Records to use: Begin
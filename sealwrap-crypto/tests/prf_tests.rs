//! Adversarial tests for PRF-bound sealed boxes (X25519 + XSalsa20-Poly1305).
//!
//! Validates that:
//! - A box opens only with the PRF output it was sealed for
//! - Tampered ciphertext / nonce / ephemeral key are detected
//! - Empty and large secrets round-trip correctly

use sealwrap_crypto::prf::{PrfKeyPair, seal};
use sealwrap_crypto::CryptoError;

const PRF_OUTPUT: [u8; 32] = [0x5a; 32];

fn keypair() -> PrfKeyPair {
    PrfKeyPair::from_prf_output(&PRF_OUTPUT).unwrap()
}

#[test]
fn seal_and_open_roundtrip() {
    let kp = keypair();
    let secret = b"0123456789abcdef0123456789abcdef";

    let packed = seal(secret, &kp.public_bytes()).unwrap();
    assert_eq!(kp.open(&packed).unwrap(), secret);
}

#[test]
fn stale_prf_output_fails() {
    let kp = keypair();
    let other = PrfKeyPair::from_prf_output(&[0x11; 32]).unwrap();
    let packed = seal(b"user-key", &kp.public_bytes()).unwrap();

    let err = other.open(&packed).unwrap_err();
    match err {
        CryptoError::Decryption(msg) => {
            assert!(msg.contains("wrong PRF") || msg.contains("tampered"), "got: {msg}");
        }
        other => panic!("expected CryptoError::Decryption, got: {other:?}"),
    }
}

#[test]
fn tampered_ciphertext_detected() {
    let kp = keypair();
    let mut packed = seal(b"user-key", &kp.public_bytes()).unwrap();
    let last = packed.len() - 1;
    packed[last] ^= 0xFF;

    assert!(matches!(kp.open(&packed), Err(CryptoError::Decryption(_))));
}

#[test]
fn tampered_nonce_detected() {
    let kp = keypair();
    let mut packed = seal(b"user-key", &kp.public_bytes()).unwrap();
    packed[32] ^= 0x01;

    assert!(kp.open(&packed).is_err());
}

#[test]
fn tampered_ephemeral_key_detected() {
    let kp = keypair();
    let mut packed = seal(b"user-key", &kp.public_bytes()).unwrap();
    packed[0] ^= 0x01;

    assert!(kp.open(&packed).is_err());
}

#[test]
fn empty_and_large_secrets_roundtrip() {
    let kp = keypair();
    for secret in [Vec::new(), vec![0xAB; 4096]] {
        let packed = seal(&secret, &kp.public_bytes()).unwrap();
        assert_eq!(kp.open(&packed).unwrap(), secret);
    }
}

#[test]
fn each_seal_is_unique() {
    let kp = keypair();
    let a = seal(b"same", &kp.public_bytes()).unwrap();
    let b = seal(b"same", &kp.public_bytes()).unwrap();
    assert_ne!(a, b);
    assert_eq!(kp.open(&a).unwrap(), kp.open(&b).unwrap());
}
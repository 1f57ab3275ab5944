//! ChaCha20-Poly1305 authenticated encryption for at-rest envelopes.

use crate::error::{CryptoError, CryptoResult};
use crate::key::SymmetricKey;
use chacha20poly1305::aead::{Aead, AeadCore, KeyInit, OsRng};
use chacha20poly1305::{ChaCha20Poly1305, Key, Nonce};
use serde::{Deserialize, Serialize};

/// Nonce (IV) size in bytes.
pub const NONCE_SIZE: usize = 12;

/// Poly1305 tag size in bytes.
pub const TAG_SIZE: usize = 16;

/// Ciphertext together with the nonce it was produced under.
#[derive(Clone, Debug, PartialEq, Eq, Serialize, Deserialize)]
pub struct EncryptedData {
    pub nonce: [u8; NONCE_SIZE],
    pub ciphertext: Vec<u8>,
}

/// Encrypts `plaintext` under `key` with a fresh random nonce.
pub fn encrypt(key: &SymmetricKey, plaintext: &[u8]) -> CryptoResult<EncryptedData> {
    let cipher = ChaCha20Poly1305::new(Key::from_slice(key.as_bytes()));
    let nonce = ChaCha20Poly1305::generate_nonce(&mut OsRng);

    let ciphertext = cipher
        .encrypt(&nonce, plaintext)
        .map_err(|e| CryptoError::Encryption(e.to_string()))?;

    let mut nonce_bytes = [0u8; NONCE_SIZE];
    nonce_bytes.copy_from_slice(&nonce);
    Ok(EncryptedData {
        nonce: nonce_bytes,
        ciphertext,
    })
}

/// Decrypts `ciphertext` with the nonce it was sealed under.
///
/// `nonce` is taken as a slice because envelopes carry it as decoded wire
/// bytes; a wrong length is reported rather than panicking.
pub fn decrypt(key: &SymmetricKey, nonce: &[u8], ciphertext: &[u8]) -> CryptoResult<Vec<u8>> {
    if nonce.len() != NONCE_SIZE {
        return Err(CryptoError::InvalidNonceLength {
            expected: NONCE_SIZE,
            actual: nonce.len(),
        });
    }
    if ciphertext.len() < TAG_SIZE {
        return Err(CryptoError::Decryption("ciphertext shorter than tag".to_string()));
    }

    let cipher = ChaCha20Poly1305::new(Key::from_slice(key.as_bytes()));
    cipher
        .decrypt(Nonce::from_slice(nonce), ciphertext)
        .map_err(|_| CryptoError::Decryption("wrong key or tampered data".to_string()))
}

impl EncryptedData {
    pub fn open(&self, key: &SymmetricKey) -> CryptoResult<Vec<u8>> {
        decrypt(key, &self.nonce, &self.ciphertext)
    }
}
//! WebAuthn PRF-bound sealed boxes.
//!
//! The authenticator's PRF output is stretched with HKDF-SHA256 into an
//! X25519 secret key. At registration the client publishes the matching
//! public key; anyone holding it can seal a secret that only a later
//! assertion with the same credential and salt can open.
//!
//! Sealing uses an ephemeral X25519 keypair and XSalsa20-Poly1305. The
//! ephemeral public key and nonce travel inside the packed ciphertext, so
//! envelopes of this kind carry no separate IV:
//!
//! ```text
//! ephemeral_pk (32) || nonce (24) || ciphertext + tag
//! ```

use crate::error::{CryptoError, CryptoResult};
use crypto_box::aead::{Aead, AeadCore, OsRng};
use crypto_box::{PublicKey, SalsaBox, SecretKey};
use hkdf::Hkdf;
use sha2::Sha256;
use zeroize::Zeroizing;

const PUBLIC_KEY_SIZE: usize = 32;
const BOX_NONCE_SIZE: usize = 24;
const BOX_TAG_SIZE: usize = 16;

/// Shortest PRF output accepted as key material.
pub const MIN_PRF_OUTPUT: usize = 32;

const HKDF_SALT: &[u8] = b"sealwrap-webauthn-prf";
const HKDF_INFO: &[u8] = b"x25519-unwrap-key-v1";

/// X25519 keypair derived from a PRF output.
///
/// The secret key zeroizes on drop (from crypto_box).
pub struct PrfKeyPair {
    secret: SecretKey,
    public: PublicKey,
}

impl PrfKeyPair {
    /// Derives the keypair bound to one credential's PRF output.
    pub fn from_prf_output(prf_output: &[u8]) -> CryptoResult<Self> {
        if prf_output.len() < MIN_PRF_OUTPUT {
            return Err(CryptoError::InvalidKeyLength {
                expected: MIN_PRF_OUTPUT,
                actual: prf_output.len(),
            });
        }

        let hk = Hkdf::<Sha256>::new(Some(HKDF_SALT), prf_output);
        let mut okm = Zeroizing::new([0u8; 32]);
        hk.expand(HKDF_INFO, &mut okm[..])
            .map_err(|e| CryptoError::KeyDerivation(format!("HKDF expand failed: {e}")))?;

        let secret = SecretKey::from(*okm);
        let public = secret.public_key();
        Ok(Self { secret, public })
    }

    /// Public half, as registered with the server.
    pub fn public_bytes(&self) -> [u8; PUBLIC_KEY_SIZE] {
        *self.public.as_bytes()
    }

    /// Opens a box produced by [`seal`] for this keypair.
    pub fn open(&self, packed: &[u8]) -> CryptoResult<Vec<u8>> {
        if packed.len() < PUBLIC_KEY_SIZE + BOX_NONCE_SIZE + BOX_TAG_SIZE {
            return Err(CryptoError::Decryption("sealed box truncated".to_string()));
        }
        let (epk, rest) = packed.split_at(PUBLIC_KEY_SIZE);
        let (nonce, ciphertext) = rest.split_at(BOX_NONCE_SIZE);

        let mut epk_bytes = [0u8; PUBLIC_KEY_SIZE];
        epk_bytes.copy_from_slice(epk);
        let salsa_box = SalsaBox::new(&PublicKey::from(epk_bytes), &self.secret);

        salsa_box
            .decrypt(crypto_box::Nonce::from_slice(nonce), ciphertext)
            .map_err(|_| {
                CryptoError::Decryption(
                    "sealed box open failed (wrong PRF or tampered data)".to_string(),
                )
            })
    }
}

/// Seals `secret` to a PRF-derived public key.
pub fn seal(secret: &[u8], recipient: &[u8; PUBLIC_KEY_SIZE]) -> CryptoResult<Vec<u8>> {
    let ephemeral = SecretKey::generate(&mut OsRng);
    let ephemeral_pk = ephemeral.public_key();

    let salsa_box = SalsaBox::new(&PublicKey::from(*recipient), &ephemeral);
    let nonce = SalsaBox::generate_nonce(&mut OsRng);

    let ciphertext = salsa_box
        .encrypt(&nonce, secret)
        .map_err(|e| CryptoError::Encryption(format!("sealed box failed: {e}")))?;

    let mut packed = Vec::with_capacity(PUBLIC_KEY_SIZE + BOX_NONCE_SIZE + ciphertext.len());
    packed.extend_from_slice(ephemeral_pk.as_bytes());
    packed.extend_from_slice(&nonce);
    packed.extend_from_slice(&ciphertext);
    Ok(packed)
}
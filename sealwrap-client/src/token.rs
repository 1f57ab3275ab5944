//! Versioned wire token for wrapped secrets: `vault:v<version>:<base64>`.

use crate::error::{VaultError, VaultResult};
use sealwrap_crypto::encoding;
use serde::{Deserialize, Serialize};
use std::fmt;
use std::str::FromStr;

const PREFIX: &str = "vault:v";

/// A secret wrapped under a specific ephemeral key version.
///
/// The version is what the server uses to pick the private key for unwrap.
/// The client cannot check it is still held server-side; it only carries it.
#[derive(Clone, Debug, PartialEq, Eq, Hash, Serialize, Deserialize)]
#[serde(try_from = "String", into = "String")]
pub struct WrappedSecretToken {
    raw: String,
    version: u64,
}

impl WrappedSecretToken {
    pub(crate) fn new(version: u64, ciphertext: &[u8]) -> Self {
        Self {
            raw: format!("{PREFIX}{version}:{}", encoding::encode(ciphertext)),
            version,
        }
    }

    pub fn as_str(&self) -> &str {
        &self.raw
    }

    /// Key version the secret was wrapped under.
    pub fn version(&self) -> u64 {
        self.version
    }

    /// Decoded ciphertext bytes.
    pub fn ciphertext(&self) -> VaultResult<Vec<u8>> {
        encoding::decode(self.encoded_ciphertext())
            .map_err(|e| VaultError::InvalidToken(e.to_string()))
    }

    fn encoded_ciphertext(&self) -> &str {
        // Parsing guarantees the prefix and the version separator.
        self.raw[PREFIX.len()..]
            .split_once(':')
            .map(|(_, body)| body)
            .unwrap_or_default()
    }
}

impl FromStr for WrappedSecretToken {
    type Err = VaultError;

    fn from_str(s: &str) -> VaultResult<Self> {
        let rest = s
            .strip_prefix(PREFIX)
            .ok_or_else(|| VaultError::InvalidToken(format!("missing `{PREFIX}` prefix")))?;
        let (version, body) = rest
            .split_once(':')
            .ok_or_else(|| VaultError::InvalidToken("missing version separator".to_string()))?;

        if version.is_empty() || !version.bytes().all(|b| b.is_ascii_digit()) {
            return Err(VaultError::InvalidToken(format!("bad version `{version}`")));
        }
        let version: u64 = version
            .parse()
            .map_err(|e| VaultError::InvalidToken(format!("bad version: {e}")))?;

        if body.is_empty() {
            return Err(VaultError::InvalidToken("empty ciphertext".to_string()));
        }
        encoding::decode(body).map_err(|e| VaultError::InvalidToken(e.to_string()))?;

        Ok(Self {
            raw: s.to_string(),
            version,
        })
    }
}

impl TryFrom<String> for WrappedSecretToken {
    type Error = VaultError;

    fn try_from(s: String) -> VaultResult<Self> {
        s.parse()
    }
}

impl From<WrappedSecretToken> for String {
    fn from(token: WrappedSecretToken) -> Self {
        token.raw
    }
}

impl fmt::Display for WrappedSecretToken {
    fn fmt(&self, f: &mut fmt::Formatter<'_>) -> fmt::Result {
        f.write_str(&self.raw)
    }
}

#[cfg(test)]
mod tests {
    use super::*;

    #[test]
    fn formats_with_version_prefix() {
        let token = WrappedSecretToken::new(7, &[0xde, 0xad, 0xbe, 0xef]);
        assert_eq!(token.as_str(), "vault:v7:3q2+7w==");
        assert_eq!(token.version(), 7);
        assert_eq!(token.ciphertext().unwrap(), vec![0xde, 0xad, 0xbe, 0xef]);
    }

    #[test]
    fn parses_url_safe_body() {
        let token: WrappedSecretToken = "vault:v12:3q2-7w".parse().unwrap();
        assert_eq!(token.version(), 12);
        assert_eq!(token.ciphertext().unwrap(), vec![0xde, 0xad, 0xbe, 0xef]);
    }

    #[test]
    fn rejects_malformed() {
        for bad in [
            "",
            "vault:7:AAAA",
            "vault:v:AAAA",
            "vault:v-1:AAAA",
            "vault:v1x:AAAA",
            "vault:v1:",
            "vault:v1",
            "vault:v1:!!!!",
            "vault:v99999999999999999999999:AAAA",
        ] {
            assert!(
                matches!(bad.parse::<WrappedSecretToken>(), Err(VaultError::InvalidToken(_))),
                "accepted {bad:?}"
            );
        }
    }
}
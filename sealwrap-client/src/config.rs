//! Client configuration.

use crate::error::{VaultError, VaultResult};
use serde::{Deserialize, Serialize};

/// Configuration for talking to the key and custody endpoints.
#[derive(Clone, Debug, Serialize, Deserialize)]
#[serde(default)]
pub struct VaultConfig {
    /// Base URL of the backend API (e.g., "https://api.example.com/v1").
    pub api_base_url: String,

    /// Path of the ephemeral public key endpoint, relative to the base URL.
    pub public_key_path: String,

    /// Path of the server-side custody unwrap endpoint.
    pub custody_unwrap_path: String,

    /// Per-request timeout in seconds.
    pub request_timeout_secs: u64,
}

impl Default for VaultConfig {
    fn default() -> Self {
        Self {
            api_base_url: "https://api.example.invalid".to_string(),
            public_key_path: "auth/public-key".to_string(),
            custody_unwrap_path: "auth/custody/unwrap".to_string(),
            request_timeout_secs: 30,
        }
    }
}

impl VaultConfig {
    /// Config pointing at `base_url` with every other field defaulted.
    pub fn with_base_url(base_url: impl Into<String>) -> Self {
        Self {
            api_base_url: base_url.into(),
            ..Self::default()
        }
    }

    pub fn validate(&self) -> VaultResult<()> {
        if self.api_base_url.trim().is_empty() {
            return Err(VaultError::Config("api_base_url must not be empty".to_string()));
        }
        if self.public_key_path.trim().is_empty() {
            return Err(VaultError::Config("public_key_path must not be empty".to_string()));
        }
        if self.request_timeout_secs == 0 {
            return Err(VaultError::Config(
                "request_timeout_secs must be greater than zero".to_string(),
            ));
        }
        Ok(())
    }

    /// Joins the base URL and `path` with exactly one slash.
    pub fn url_for(&self, path: &str) -> String {
        format!(
            "{}/{}",
            self.api_base_url.trim_end_matches('/'),
            path.trim_start_matches('/')
        )
    }
}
Records to use: End
- [Instructions for the task]: Whenever the string "under" occurs in a line of the entries above, copy that line.

- [Solution to the exercise]:
/// Ciphertext together with the nonce it was produced under.
/// Encrypts `plaintext` under `key` with a fresh random nonce.
/// Decrypts `ciphertext` with the nonce it was sealed under.
/// A secret wrapped under a specific ephemeral key version.
    /// Key version the secret was wrapped under.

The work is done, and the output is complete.